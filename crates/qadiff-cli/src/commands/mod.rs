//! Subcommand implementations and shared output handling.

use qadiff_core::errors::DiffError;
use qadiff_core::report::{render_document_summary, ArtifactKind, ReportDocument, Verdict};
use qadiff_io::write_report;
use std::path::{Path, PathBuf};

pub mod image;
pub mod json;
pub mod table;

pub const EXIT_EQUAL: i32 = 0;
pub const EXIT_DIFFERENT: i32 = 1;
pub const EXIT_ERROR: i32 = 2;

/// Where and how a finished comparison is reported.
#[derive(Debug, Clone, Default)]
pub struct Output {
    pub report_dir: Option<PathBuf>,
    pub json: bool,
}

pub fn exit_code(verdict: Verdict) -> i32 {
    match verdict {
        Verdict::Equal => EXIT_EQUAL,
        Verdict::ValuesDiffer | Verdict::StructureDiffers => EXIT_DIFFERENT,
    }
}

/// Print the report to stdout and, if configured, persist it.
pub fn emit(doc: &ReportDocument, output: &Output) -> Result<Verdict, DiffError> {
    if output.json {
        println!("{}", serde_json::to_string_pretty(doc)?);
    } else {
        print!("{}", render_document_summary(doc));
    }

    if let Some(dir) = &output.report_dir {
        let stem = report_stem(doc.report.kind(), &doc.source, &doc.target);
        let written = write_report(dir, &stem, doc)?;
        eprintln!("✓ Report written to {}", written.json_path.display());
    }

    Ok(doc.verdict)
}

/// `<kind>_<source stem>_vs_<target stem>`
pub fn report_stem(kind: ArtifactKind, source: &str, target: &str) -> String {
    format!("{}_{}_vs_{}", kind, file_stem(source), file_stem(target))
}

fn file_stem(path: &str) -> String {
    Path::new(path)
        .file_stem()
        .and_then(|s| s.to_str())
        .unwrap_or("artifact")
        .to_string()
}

= = = = =

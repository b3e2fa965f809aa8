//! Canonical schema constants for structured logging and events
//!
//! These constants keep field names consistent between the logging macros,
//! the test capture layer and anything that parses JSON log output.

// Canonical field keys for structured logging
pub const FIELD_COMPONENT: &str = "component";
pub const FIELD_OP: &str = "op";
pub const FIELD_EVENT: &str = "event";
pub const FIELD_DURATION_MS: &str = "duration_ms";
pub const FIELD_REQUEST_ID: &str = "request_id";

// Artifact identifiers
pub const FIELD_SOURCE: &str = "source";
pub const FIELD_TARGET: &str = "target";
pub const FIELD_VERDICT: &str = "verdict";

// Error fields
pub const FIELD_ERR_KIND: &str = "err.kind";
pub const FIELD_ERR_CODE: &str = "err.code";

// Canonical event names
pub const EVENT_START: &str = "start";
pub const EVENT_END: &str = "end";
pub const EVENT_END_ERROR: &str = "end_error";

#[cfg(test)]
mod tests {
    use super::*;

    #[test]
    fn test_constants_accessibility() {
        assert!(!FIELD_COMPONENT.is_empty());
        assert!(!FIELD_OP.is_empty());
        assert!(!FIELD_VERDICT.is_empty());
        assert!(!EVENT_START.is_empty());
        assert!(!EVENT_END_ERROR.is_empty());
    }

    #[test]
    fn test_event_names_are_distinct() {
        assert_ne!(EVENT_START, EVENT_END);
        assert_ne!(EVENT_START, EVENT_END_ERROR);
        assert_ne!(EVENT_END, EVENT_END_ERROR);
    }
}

= = = = =

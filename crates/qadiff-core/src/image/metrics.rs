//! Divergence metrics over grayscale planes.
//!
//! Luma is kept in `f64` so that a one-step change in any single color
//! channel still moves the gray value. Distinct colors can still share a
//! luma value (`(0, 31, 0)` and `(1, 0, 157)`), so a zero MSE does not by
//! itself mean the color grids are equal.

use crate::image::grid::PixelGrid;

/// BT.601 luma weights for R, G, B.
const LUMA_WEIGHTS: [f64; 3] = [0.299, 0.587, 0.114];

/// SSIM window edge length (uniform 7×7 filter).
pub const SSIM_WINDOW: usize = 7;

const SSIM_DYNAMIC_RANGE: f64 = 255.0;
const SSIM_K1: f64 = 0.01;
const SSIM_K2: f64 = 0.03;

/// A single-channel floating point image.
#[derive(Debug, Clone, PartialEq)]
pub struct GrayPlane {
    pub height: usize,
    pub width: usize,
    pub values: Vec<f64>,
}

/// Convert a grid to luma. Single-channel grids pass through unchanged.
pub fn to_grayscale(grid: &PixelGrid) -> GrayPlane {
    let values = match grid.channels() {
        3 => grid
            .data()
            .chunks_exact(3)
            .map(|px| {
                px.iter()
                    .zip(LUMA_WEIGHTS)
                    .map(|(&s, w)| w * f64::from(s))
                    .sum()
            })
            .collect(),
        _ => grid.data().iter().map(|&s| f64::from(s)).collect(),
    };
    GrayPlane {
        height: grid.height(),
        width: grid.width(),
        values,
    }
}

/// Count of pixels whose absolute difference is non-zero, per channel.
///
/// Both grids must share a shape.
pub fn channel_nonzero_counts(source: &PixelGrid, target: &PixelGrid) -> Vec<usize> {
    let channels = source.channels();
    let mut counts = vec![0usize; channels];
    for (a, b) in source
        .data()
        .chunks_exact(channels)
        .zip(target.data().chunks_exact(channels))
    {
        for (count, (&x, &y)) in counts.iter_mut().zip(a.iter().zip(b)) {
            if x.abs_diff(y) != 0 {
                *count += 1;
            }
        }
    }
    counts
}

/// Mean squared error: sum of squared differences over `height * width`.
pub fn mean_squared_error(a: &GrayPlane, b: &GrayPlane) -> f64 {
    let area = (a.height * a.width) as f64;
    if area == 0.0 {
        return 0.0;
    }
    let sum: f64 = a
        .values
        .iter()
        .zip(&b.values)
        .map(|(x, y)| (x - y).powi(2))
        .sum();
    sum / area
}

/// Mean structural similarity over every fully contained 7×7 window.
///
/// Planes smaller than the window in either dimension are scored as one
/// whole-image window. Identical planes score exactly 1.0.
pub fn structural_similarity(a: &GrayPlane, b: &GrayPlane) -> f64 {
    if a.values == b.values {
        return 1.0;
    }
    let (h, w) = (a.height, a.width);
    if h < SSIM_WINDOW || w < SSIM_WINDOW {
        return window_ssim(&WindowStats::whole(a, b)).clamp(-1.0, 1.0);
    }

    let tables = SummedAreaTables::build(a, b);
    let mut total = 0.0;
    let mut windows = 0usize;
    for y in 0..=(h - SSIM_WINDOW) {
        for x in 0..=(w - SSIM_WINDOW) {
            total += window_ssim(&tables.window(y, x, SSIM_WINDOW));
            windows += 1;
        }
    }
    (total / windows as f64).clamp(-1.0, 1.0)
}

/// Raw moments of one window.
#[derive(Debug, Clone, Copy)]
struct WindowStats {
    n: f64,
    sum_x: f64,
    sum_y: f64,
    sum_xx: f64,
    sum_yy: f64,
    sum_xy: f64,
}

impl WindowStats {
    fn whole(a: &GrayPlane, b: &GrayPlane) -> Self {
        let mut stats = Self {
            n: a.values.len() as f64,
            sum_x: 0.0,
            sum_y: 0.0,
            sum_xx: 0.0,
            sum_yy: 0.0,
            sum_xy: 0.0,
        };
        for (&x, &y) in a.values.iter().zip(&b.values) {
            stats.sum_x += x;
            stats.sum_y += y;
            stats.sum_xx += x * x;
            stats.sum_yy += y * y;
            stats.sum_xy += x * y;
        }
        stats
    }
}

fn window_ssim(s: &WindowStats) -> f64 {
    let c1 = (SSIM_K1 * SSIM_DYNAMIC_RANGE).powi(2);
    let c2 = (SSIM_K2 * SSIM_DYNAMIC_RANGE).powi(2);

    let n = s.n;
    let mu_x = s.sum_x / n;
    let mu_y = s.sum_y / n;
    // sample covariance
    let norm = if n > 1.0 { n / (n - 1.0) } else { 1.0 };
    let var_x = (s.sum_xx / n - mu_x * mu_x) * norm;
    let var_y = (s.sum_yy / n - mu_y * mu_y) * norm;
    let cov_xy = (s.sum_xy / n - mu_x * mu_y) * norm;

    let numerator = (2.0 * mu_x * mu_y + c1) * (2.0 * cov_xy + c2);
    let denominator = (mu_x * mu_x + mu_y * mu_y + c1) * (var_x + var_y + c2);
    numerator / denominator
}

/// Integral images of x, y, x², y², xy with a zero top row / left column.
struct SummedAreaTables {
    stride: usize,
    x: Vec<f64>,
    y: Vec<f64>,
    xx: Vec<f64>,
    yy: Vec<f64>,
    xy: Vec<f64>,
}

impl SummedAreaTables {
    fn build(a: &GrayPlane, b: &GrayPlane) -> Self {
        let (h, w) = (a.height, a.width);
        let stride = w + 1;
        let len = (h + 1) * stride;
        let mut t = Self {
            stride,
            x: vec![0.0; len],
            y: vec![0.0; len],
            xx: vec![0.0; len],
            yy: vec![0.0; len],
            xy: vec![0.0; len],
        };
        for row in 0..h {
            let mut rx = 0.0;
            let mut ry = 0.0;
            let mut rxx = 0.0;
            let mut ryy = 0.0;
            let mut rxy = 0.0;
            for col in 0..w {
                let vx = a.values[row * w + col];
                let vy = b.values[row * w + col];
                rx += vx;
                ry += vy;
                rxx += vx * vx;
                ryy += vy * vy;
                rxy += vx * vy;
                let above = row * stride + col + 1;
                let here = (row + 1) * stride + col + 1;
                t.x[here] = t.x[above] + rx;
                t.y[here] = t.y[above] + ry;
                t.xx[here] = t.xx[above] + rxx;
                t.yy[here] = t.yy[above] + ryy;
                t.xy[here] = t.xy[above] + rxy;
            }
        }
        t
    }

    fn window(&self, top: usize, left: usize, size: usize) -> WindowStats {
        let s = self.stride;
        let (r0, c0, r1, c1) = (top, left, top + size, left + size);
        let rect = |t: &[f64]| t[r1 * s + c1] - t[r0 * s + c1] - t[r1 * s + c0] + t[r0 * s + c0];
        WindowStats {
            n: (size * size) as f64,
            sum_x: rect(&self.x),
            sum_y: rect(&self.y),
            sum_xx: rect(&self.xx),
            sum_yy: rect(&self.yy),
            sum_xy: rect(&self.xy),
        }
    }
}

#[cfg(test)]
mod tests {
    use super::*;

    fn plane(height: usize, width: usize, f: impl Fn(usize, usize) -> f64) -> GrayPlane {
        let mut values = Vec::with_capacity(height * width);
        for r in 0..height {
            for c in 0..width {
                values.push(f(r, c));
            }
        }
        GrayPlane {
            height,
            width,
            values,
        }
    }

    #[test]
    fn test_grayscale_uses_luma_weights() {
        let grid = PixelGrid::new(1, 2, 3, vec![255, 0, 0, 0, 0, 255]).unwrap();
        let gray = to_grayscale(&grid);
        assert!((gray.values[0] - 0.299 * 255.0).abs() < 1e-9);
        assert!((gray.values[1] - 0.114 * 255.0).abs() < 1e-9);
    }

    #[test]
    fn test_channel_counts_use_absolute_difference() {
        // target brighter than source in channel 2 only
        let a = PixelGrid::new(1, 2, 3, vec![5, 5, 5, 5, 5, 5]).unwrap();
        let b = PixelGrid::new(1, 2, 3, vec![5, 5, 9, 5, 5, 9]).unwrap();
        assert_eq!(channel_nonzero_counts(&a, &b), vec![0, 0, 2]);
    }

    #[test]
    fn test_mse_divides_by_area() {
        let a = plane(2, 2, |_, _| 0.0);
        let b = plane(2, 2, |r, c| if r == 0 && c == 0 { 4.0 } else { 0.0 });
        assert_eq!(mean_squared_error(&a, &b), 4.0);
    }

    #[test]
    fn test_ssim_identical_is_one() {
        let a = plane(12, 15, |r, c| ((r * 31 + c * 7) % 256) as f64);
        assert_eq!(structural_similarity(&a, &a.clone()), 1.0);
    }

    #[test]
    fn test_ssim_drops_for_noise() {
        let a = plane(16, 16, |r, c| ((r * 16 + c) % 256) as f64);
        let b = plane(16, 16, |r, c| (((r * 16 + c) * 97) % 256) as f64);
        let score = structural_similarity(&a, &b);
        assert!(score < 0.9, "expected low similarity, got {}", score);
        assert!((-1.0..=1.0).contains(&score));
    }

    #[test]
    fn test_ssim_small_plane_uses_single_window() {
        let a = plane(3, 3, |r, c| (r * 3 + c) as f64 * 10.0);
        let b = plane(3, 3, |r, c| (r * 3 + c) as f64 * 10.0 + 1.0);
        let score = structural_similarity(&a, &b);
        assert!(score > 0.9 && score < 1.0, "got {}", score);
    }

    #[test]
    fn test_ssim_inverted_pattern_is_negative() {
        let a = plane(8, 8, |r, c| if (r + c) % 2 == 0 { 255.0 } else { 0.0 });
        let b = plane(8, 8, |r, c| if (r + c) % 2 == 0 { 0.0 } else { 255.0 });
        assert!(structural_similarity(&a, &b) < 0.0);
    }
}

= = = = =

WHAT IS EXPECTED —
From the listing above, report the number of lines containing the string "written", without any accompanying remarks.

RESULT —
2